• _Aim of the exercise_: Retype the records that follow, every line exactly as written.

[Items from a data source]
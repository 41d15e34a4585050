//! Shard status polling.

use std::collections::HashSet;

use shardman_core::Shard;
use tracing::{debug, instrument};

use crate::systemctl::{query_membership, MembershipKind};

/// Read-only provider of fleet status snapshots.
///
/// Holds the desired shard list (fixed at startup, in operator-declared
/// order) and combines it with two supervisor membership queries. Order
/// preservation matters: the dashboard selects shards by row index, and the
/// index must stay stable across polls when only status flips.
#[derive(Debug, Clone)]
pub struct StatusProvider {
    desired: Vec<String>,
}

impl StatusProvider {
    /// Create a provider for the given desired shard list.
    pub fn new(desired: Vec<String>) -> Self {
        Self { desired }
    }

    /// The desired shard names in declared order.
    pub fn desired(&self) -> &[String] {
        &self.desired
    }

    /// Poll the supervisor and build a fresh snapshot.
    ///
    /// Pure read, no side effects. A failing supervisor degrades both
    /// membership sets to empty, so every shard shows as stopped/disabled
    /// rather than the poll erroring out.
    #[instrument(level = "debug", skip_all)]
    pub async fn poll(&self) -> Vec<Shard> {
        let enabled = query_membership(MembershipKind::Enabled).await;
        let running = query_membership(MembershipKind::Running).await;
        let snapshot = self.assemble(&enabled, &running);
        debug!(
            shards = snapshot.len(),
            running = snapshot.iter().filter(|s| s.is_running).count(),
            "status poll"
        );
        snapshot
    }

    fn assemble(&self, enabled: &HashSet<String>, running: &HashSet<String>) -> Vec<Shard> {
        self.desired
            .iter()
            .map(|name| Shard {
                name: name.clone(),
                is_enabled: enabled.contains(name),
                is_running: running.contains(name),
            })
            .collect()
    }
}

• _Answer section_:
repository 41d15e34a4585050
//! Shard status polling.

use std::collections::HashSet;

use shardman_core::Shard;
use tracing::{debug, instrument};

use crate::systemctl::{query_membership, MembershipKind};

/// Read-only provider of fleet status snapshots.
///
/// Holds the desired shard list (fixed at startup, in operator-declared
/// order) and combines it with two supervisor membership queries. Order
/// preservation matters: the dashboard selects shards by row index, and the
/// index must stay stable across polls when only status flips.
#[derive(Debug, Clone)]
pub struct StatusProvider {
    desired: Vec<String>,
}

impl StatusProvider {
    /// Create a provider for the given desired shard list.
    pub fn new(desired: Vec<String>) -> Self {
        Self { desired }
    }

    /// The desired shard names in declared order.
    pub fn desired(&self) -> &[String] {
        &self.desired
    }

    /// Poll the supervisor and build a fresh snapshot.
    ///
    /// Pure read, no side effects. A failing supervisor degrades both
    /// membership sets to empty, so every shard shows as stopped/disabled
    /// rather than the poll erroring out.
    #[instrument(level = "debug", skip_all)]
    pub async fn poll(&self) -> Vec<Shard> {
        let enabled = query_membership(MembershipKind::Enabled).await;
        let running = query_membership(MembershipKind::Running).await;
        let snapshot = self.assemble(&enabled, &running);
        debug!(
            shards = snapshot.len(),
            running = snapshot.iter().filter(|s| s.is_running).count(),
            "status poll"
        );
        snapshot
    }

    fn assemble(&self, enabled: &HashSet<String>, running: &HashSet<String>) -> Vec<Shard> {
        self.desired
            .iter()
            .map(|name| Shard {
                name: name.clone(),
                is_enabled: enabled.contains(name),
                is_running: running.contains(name),
            })
            .collect()
    }
}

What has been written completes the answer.